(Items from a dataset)
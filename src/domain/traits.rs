// ============================================================
// Layer 3 — Core Traits (Abstractions)
// ============================================================
// The training loop reports to a MetricsSink instead of a
// concrete logger, so the same loop can write to disk during a
// real run and into a Vec during tests.
//
//   - ExperimentLogger → logs/<run>/params.json, scalars.csv,
//                        histograms.csv, epochs.csv
//   - (tests) an in-memory sink that records every call
//
// Reference: Rust Book §10 (Traits: Defining Shared Behaviour)

use anyhow::Result;
use serde::{Deserialize, Serialize};

// ─── EpochMetrics ─────────────────────────────────────────────────────────────
/// Summary of one finished epoch (training + validation phase).
#[derive(Debug, Clone, PartialEq, Serialize, Deserialize)]
pub struct EpochMetrics {
    /// Zero-based epoch index
    pub epoch: usize,

    /// Mean of the per-batch training losses
    pub train_loss: f64,

    /// Mean of the per-batch training accuracies; this is the
    /// value the checkpoint policy compares against its best
    pub train_accuracy: f64,

    pub val_loss: f64,
    pub val_accuracy: f64,

    /// Whether a new best checkpoint was written this epoch
    pub saved: bool,
}

// ─── MetricsSink ──────────────────────────────────────────────────────────────
/// Anything that can record a run's hyperparameters and metrics.
pub trait MetricsSink {
    /// Record the hyperparameters of the run, once, before training.
    fn log_params(&mut self, params: &[(&'static str, String)]) -> Result<()>;

    /// Record one scalar summary (e.g. `val_loss`) at a batch step.
    fn log_scalar(&mut self, tag: &str, value: f64, step: usize) -> Result<()>;

    /// Record the distribution of one tensor's values (e.g. a model
    /// parameter or its gradient) at a batch step.
    fn log_histogram(&mut self, tag: &str, values: &[f32], step: usize) -> Result<()>;

    /// Record the end-of-epoch summary.
    fn log_epoch(&mut self, metrics: &EpochMetrics) -> Result<()>;
}
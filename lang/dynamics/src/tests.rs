use crate::{jump::JumpRecord, syntax::Native, *};
use bounce_statics::{transform, DecoratorRegistry};
use bounce_syntax::{Program, VarName};
use pretty_assertions::assert_eq;
use std::{
    cell::{Cell, RefCell},
    io,
    rc::Rc,
};

#[derive(Clone, Default)]
struct SharedBuf(Rc<RefCell<Vec<u8>>>);

impl io::Write for SharedBuf {
    fn write(&mut self, buf: &[u8]) -> io::Result<usize> {
        self.0.borrow_mut().extend_from_slice(buf);
        Ok(buf.len())
    }
    fn flush(&mut self) -> io::Result<()> {
        Ok(())
    }
}

impl SharedBuf {
    fn text(&self) -> String {
        String::from_utf8_lossy(&self.0.borrow()).into_owned()
    }
}

fn runtime(src: &str) -> (Runtime, SharedBuf) {
    let program = bounce_surface::parse(src, None).unwrap();
    let escapes = vec![VarName::from("ec")];
    let transformed = transform(program, &DecoratorRegistry::with_defaults(), &escapes).unwrap();
    let buf = SharedBuf::default();
    (Runtime::new(transformed, Box::new(buf.clone())), buf)
}

fn run(src: &str) -> Value {
    let (mut rt, _) = runtime(src);
    rt.run().unwrap()
}

fn run_err(src: &str) -> EvalError {
    let (mut rt, _) = runtime(src);
    match rt.run() {
        | Ok(value) => panic!("expected an error, got {}", value),
        | Err(err) => err,
    }
}

fn output(src: &str) -> String {
    let (mut rt, buf) = runtime(src);
    rt.run().unwrap();
    buf.text()
}

fn empty() -> Runtime {
    let transformed =
        transform(Program::default(), &DecoratorRegistry::with_defaults(), &[]).unwrap();
    Runtime::new(transformed, Box::new(io::sink()))
}

/* --------------------------------- Basics --------------------------------- */

#[test]
fn evaluates_plain_programs() {
    let src = r#"
        (defn fact (n) (if (= n 0) 1 (* n (fact (- n 1)))))
        (define xs (list))
        (define i 0)
        (while (< i 3) (push! xs i) (set! i (+ i 1)))
        (tuple (fact 10) xs (and) (or) (and 1 #f 2) (or #f nil 3))
    "#;
    let xs = Value::list(vec![Value::Int(0), Value::Int(1), Value::Int(2)]);
    let expected = vec![
        Value::Int(3628800),
        xs,
        Value::Bool(true),
        Value::Bool(false),
        Value::Bool(false),
        Value::Int(3),
    ];
    assert_eq!(run(src), Value::tuple(expected));
}

#[test]
fn missing_else_is_nil() {
    assert_eq!(run("(if #f 1)"), Value::Unit);
    assert_eq!(run("(cond (#f 1) (nil 2))"), Value::Unit);
}

#[test]
fn print_writes_lines() {
    let src = r#"(print "a" 1 (list "b" (tuple 2 nil))) (print (str "x" 1 #t))"#;
    assert_eq!(output(src), "a 1 (list \"b\" (tuple 2 nil))\nx1#t\n");
}

#[test]
fn keyword_arguments_bind_by_name() {
    assert_eq!(run("(defn f (a b) (- a b)) (f :b 1 :a 10)"), Value::Int(9));
    assert!(matches!(run_err("(defn f (a) a) (f :z 1)"), EvalError::UnexpectedKeyword { .. }));
    assert!(matches!(run_err("(defn f (a b) a) (f 1)"), EvalError::MissingArgument { .. }));
    assert!(matches!(run_err("(defn f (a) a) (f 1 2)"), EvalError::Arity { .. }));
}

#[test]
fn runtime_errors() {
    assert!(matches!(run_err("(/ 1 0)"), EvalError::DivisionByZero));
    assert!(matches!(run_err("(1 2)"), EvalError::NotCallable("int")));
    assert!(matches!(run_err("nope"), EvalError::Unbound(_)));
    assert!(matches!(run_err("(+ 1 \"a\")"), EvalError::TypeMismatch { .. }));
    let err = run_err("(nth (list 1) 3)");
    assert!(matches!(err, EvalError::IndexOutOfRange { index: 3, len: 1 }));
    assert!(matches!(run_err("(assert-eq 1 2)"), EvalError::AssertionFailed { .. }));
}

#[test]
fn try_hands_the_message_to_the_handler() {
    let src = r#"(try (fn () (raise "bad " 1)) (fn (msg) (str "caught: " msg)))"#;
    assert_eq!(run(src), Value::str("caught: bad 1"));
    assert_eq!(run("(try (fn () 7) (fn (msg) msg))"), Value::Int(7));
}

/* ------------------------------- Trampolines ------------------------------ */

#[test]
fn tail_calls_run_in_constant_stack() {
    let src = r#"
        (tco
          (defn count (n acc) (if (= n 0) acc (count (- n 1) (+ acc 1))))
          (defn is-even (n) (if (= n 0) #t (is-odd (- n 1))))
          (defn is-odd (n) (if (= n 0) #f (is-even (- n 1)))))
        (tuple (count 50000 0) (is-even 50001))
    "#;
    assert_eq!(run(src), Value::tuple(vec![Value::Int(50000), Value::Bool(false)]));
}

#[test]
fn continuation_tail_calls_run_in_constant_stack() {
    let src = r#"
        (continuations
          (defn down (n) (if (= n 0) "done" (down (- n 1)))))
        (down 50000)
    "#;
    assert_eq!(run(src), Value::str("done"));
}

#[test]
fn lazy_tail_calls_run_in_constant_stack() {
    let src = r#"
        (tco (lazify (defn down (n) (if (= n 0) "done" (down (- n 1))))))
        (down 50000)
    "#;
    assert_eq!(run(src), Value::str("done"));
}

#[test]
fn looped_functions_get_a_loop_handle() {
    let src = r#"
        (defn sum-to (loop i acc) :decorators (looped)
          (if (> i 100000) acc (loop (+ i 1) (+ acc i))))
        (sum-to 1 0)
    "#;
    assert_eq!(run(src), Value::Int(5000050000));
}

#[test]
fn unconsumed_jumps_are_counted() {
    diagnostics::set_warn_unconsumed(false);
    diagnostics::reset();
    let identity = Rc::new(Callable::Identity);
    let consumed = JumpRecord::new(identity.clone(), vec![Value::Int(1)], vec![], None);
    let mut rt = empty();
    assert_eq!(rt.trampoline(consumed.value(), Variant::Strict).unwrap(), Value::Int(1));
    assert_eq!(diagnostics::unconsumed_jumps(), 0);
    drop(JumpRecord::new(identity, vec![], vec![], None));
    assert_eq!(diagnostics::unconsumed_jumps(), 1);
    diagnostics::set_warn_unconsumed(true);
}

/* ------------------------------ Continuations ----------------------------- */

#[test]
fn continuations_are_multi_shot() {
    let src = r#"
        (define saved nil)
        (define total (list))
        (continuations
          (defn grab (cc) (set! saved cc) 1)
          (defn main ()
            (capture (x) (grab))
            (push! total x)
            x))
        (main)
        (saved 10)
        (saved 20)
        total
    "#;
    assert_eq!(run(src), Value::list(vec![Value::Int(1), Value::Int(10), Value::Int(20)]));
}

#[test]
fn tuples_spread_over_capture_variables() {
    let src = r#"
        (continuations
          (defn pair () (values 1 2))
          (defn main ()
            (capture (a b) (pair))
            (+ a b)))
        (main)
    "#;
    assert_eq!(run(src), Value::Int(3));
    let src = r#"
        (define saved nil)
        (continuations
          (defn grab (cc) (set! saved cc) (values 1 2))
          (defn main () (capture (a b) (grab)) a))
        (main)
        (saved 1 2 3)
    "#;
    assert!(matches!(run_err(src), EvalError::ContinuationArity { expected: 2, found: 3 }));
}

#[test]
fn replacing_cc_returns_early() {
    let src = r#"
        (continuations
          (defn outer ()
            (let ec cc)
            (defn inner (x) (set! cc ec) (* x 2))
            (capture (y) (inner 5))
            (+ y 100)))
        (outer)
    "#;
    assert_eq!(run(src), Value::Int(10));
}

#[test]
fn empty_arms_do_not_swallow_the_body() {
    assert_eq!(run("(continuations (defn f (x) (if x 1 (begin)))) (f #t)"), Value::Int(1));
    assert_eq!(run("(continuations (defn f (x) (if x 1 (begin)))) (f #f)"), Value::Unit);
    let src = r#"
        (continuations
          (defn f (x)
            (print "side")
            (cond ((= x 0)) (else (+ x 1)))))
        (print (f 5))
        (print (f 0))
    "#;
    assert_eq!(output(src), "side\n6\nside\nnil\n");
}

#[test]
fn escapes_reach_the_caller_they_were_taken_from() {
    let src = r#"
        (define resumed (list))
        (continuations
          (defn finder (x out)
            (if (< x 0) (begin (set! cc out) "sentinel") (* x 2)))
          (defn a ()
            (let out cc)
            (capture (r) (finder -1 out))
            (push! resumed "a")
            (str "a:" r))
          (defn b ()
            (let out cc)
            (capture (r) (finder -1 out))
            (push! resumed "b")
            (str "b:" r))
          (defn top-a () (capture (v) (a)) (str "top-a got " v))
          (defn top-b () (capture (v) (b)) (str "top-b got " v)))
        (tuple (top-a) (top-b) (a) resumed)
    "#;
    let expected = Value::tuple(vec![
        Value::str("top-a got sentinel"),
        Value::str("top-b got sentinel"),
        Value::str("sentinel"),
        Value::list(vec![]),
    ]);
    assert_eq!(run(src), expected);
}

fn live_extents(rt: &mut Runtime, _: Vec<Value>) -> Result<Value> {
    Ok(Value::Int(rt.extents.len() as i64))
}

#[test]
fn only_capturing_activations_hold_an_extent() {
    let src = r#"
        (continuations
          (defn spin (n) (if (= n 0) (live-extents) (spin (- n 1))))
          (defn one () 0)
          (defn main () (capture (x) (one)) (spin 1000)))
        (tuple (spin 1000) (main))
    "#;
    let (mut rt, _) = runtime(src);
    let native = Native { name: "live-extents", arity: Some(0), body: live_extents };
    rt.define("live-extents", Value::Func(Rc::new(Callable::Native(native))));
    assert_eq!(rt.run().unwrap(), Value::tuple(vec![Value::Int(0), Value::Int(1)]));
}

#[test]
fn errors_invalidate_captured_continuations() {
    let src = r#"
        (define saved nil)
        (continuations
          (defn grab (cc) (set! saved cc) 1)
          (defn risky ()
            (capture (x) (grab))
            (if (= x 1) (raise "boom") x)))
        (assert-eq (try risky (fn (msg) msg)) "boom")
        (saved 2)
    "#;
    assert!(matches!(run_err(src), EvalError::ContinuationInvalidated));
}

/* ---------------------------------- call-ec --------------------------------- */

#[test]
fn escapes_return_to_their_call_ec_point() {
    let src = r#"
        (defn double-odd (ec x) :decorators (call-ec)
          (if (= (% x 2) 0) (ec "not odd") (* 2 x)))
        (defn main () (print (str "result was: " (double-odd 21))))
        (defn caller () (print (str "caller saw: " (double-odd 4))))
        (main)
        (caller)
    "#;
    assert_eq!(output(src), "result was: 42\ncaller saw: not odd\n");
}

#[test]
fn escapes_unwind_through_loops() {
    let src = r#"
        (defn find-first (ec pred xs) :decorators (call-ec)
          (let i 0)
          (while (< i (len xs))
            (if (pred (nth xs i)) (ec (nth xs i)))
            (set! i (+ i 1)))
          nil)
        (tuple
          (find-first (fn (x) (> x 2)) (list 1 2 3 4))
          (find-first (fn (x) (> x 9)) (list 1 2)))
    "#;
    assert_eq!(run(src), Value::tuple(vec![Value::Int(3), Value::Unit]));
}

#[test]
fn stale_escape_continuations_are_rejected() {
    let src = r#"
        (define saved nil)
        (defn keep (ec) :decorators (call-ec) (set! saved ec) 1)
        (keep)
        (saved 2)
    "#;
    assert!(matches!(run_err(src), EvalError::EscapeOutsideExtent));
}

/* --------------------------------- Memoize -------------------------------- */

#[test]
fn memoized_recursion() {
    let src = r#"
        (define calls 0)
        (defn fib (n) :decorators (memoize)
          (set! calls (+ calls 1))
          (if (< n 2) n (+ (fib (- n 1)) (fib (- n 2)))))
        (tuple (fib 60) calls)
    "#;
    assert_eq!(run(src), Value::tuple(vec![Value::Int(1548008755920), Value::Int(61)]));
    let src = "(defn f (xs) :decorators (memoize) 1) (f (list))";
    assert!(matches!(run_err(src), EvalError::Unhashable("list")));
}

/* ---------------------------------- Lazy ---------------------------------- */

#[test]
fn lazy_arguments_are_only_forced_when_used() {
    let src = r#"
        (lazify
          (defn my-if (c a b) (if c a b))
          (defn safe (x) (my-if (= x 0) 0 (/ 10 x))))
        (tuple (safe 0) (safe 5))
    "#;
    assert_eq!(run(src), Value::tuple(vec![Value::Int(0), Value::Int(2)]));
}

#[test]
fn promises_are_forced_once() {
    let mut rt = empty();
    let count = Rc::new(Cell::new(0));
    let counter = count.clone();
    let promise = Runtime::delay(move |_| {
        counter.set(counter.get() + 1);
        Ok(Value::Int(42))
    });
    assert_eq!(rt.force(promise.clone()).unwrap(), Value::Int(42));
    assert_eq!(rt.force(promise).unwrap(), Value::Int(42));
    assert_eq!(count.get(), 1);
    assert_eq!(rt.force(Value::Int(7)).unwrap(), Value::Int(7));
}

#[test]
fn force_deep_reaches_into_containers() {
    let mut rt = empty();
    let one = Runtime::delay(|_| Ok(Value::Int(1)));
    let list = Value::list(vec![one.clone(), Value::tuple(vec![one])]);
    let forced = rt.force_deep(list.clone()).unwrap();
    let expected = Value::list(vec![Value::Int(1), Value::tuple(vec![Value::Int(1)])]);
    assert_eq!(forced, expected);
    // lists are updated in place
    assert_eq!(list, expected);
}

#[test]
fn force_deep_runs_a_shared_thunk_once() {
    let mut rt = empty();
    let count = Rc::new(Cell::new(0));
    let counter = count.clone();
    let shared = Runtime::delay(move |_| {
        counter.set(counter.get() + 1);
        Ok(Value::Int(5))
    });
    let tuple = Value::tuple(vec![shared.clone(), shared.clone()]);
    let list = Value::list(vec![shared.clone(), tuple, shared]);
    let expected = Value::list(vec![
        Value::Int(5),
        Value::tuple(vec![Value::Int(5), Value::Int(5)]),
        Value::Int(5),
    ]);
    assert_eq!(rt.force_deep(list.clone()).unwrap(), expected);
    assert_eq!(rt.force_deep(list).unwrap(), expected);
    assert_eq!(count.get(), 1);
}

#[test]
fn forcing_a_promise_from_itself_fails() {
    let mut rt = empty();
    let cell: Rc<RefCell<Value>> = Rc::new(RefCell::new(Value::Unit));
    let inner = cell.clone();
    let promise = Runtime::delay(move |rt| {
        let me = inner.borrow().clone();
        rt.force(me)
    });
    *cell.borrow_mut() = promise.clone();
    assert!(matches!(rt.force(promise.clone()), Err(EvalError::RecursiveForce)));
    *cell.borrow_mut() = Value::Unit;
    // failed promises can be retried
    assert_eq!(rt.force(promise).unwrap(), Value::Unit);
}

#[test]
fn strict_trampolines_may_pass_promises_through() {
    let src = r#"
        (tco
          (defn h (x) (type-of x))
          (lazify (defn f (x) (h (+ x 0))))
          (defn g (x) (f x)))
        (tuple (f 1) (g 1))
    "#;
    assert_eq!(run(src), Value::tuple(vec![Value::str("int"), Value::str("promise")]));
}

• THE PROBLEM: Reproduce the lines of the entries above from the one with "this is the" to the one with "gradient) at a batch step.", both included, exactly and without any other line.

• RESPONSE FOR THIS EXERCISE:
    /// Mean of the per-batch training accuracies; this is the
    /// value the checkpoint policy compares against its best
    pub train_accuracy: f64,

    pub val_loss: f64,
    pub val_accuracy: f64,

    /// Whether a new best checkpoint was written this epoch
    pub saved: bool,
}

// ─── MetricsSink ──────────────────────────────────────────────────────────────
/// Anything that can record a run's hyperparameters and metrics.
pub trait MetricsSink {
    /// Record the hyperparameters of the run, once, before training.
    fn log_params(&mut self, params: &[(&'static str, String)]) -> Result<()>;

    /// Record one scalar summary (e.g. `val_loss`) at a batch step.
    fn log_scalar(&mut self, tag: &str, value: f64, step: usize) -> Result<()>;

    /// Record the distribution of one tensor's values (e.g. a model
    /// parameter or its gradient) at a batch step.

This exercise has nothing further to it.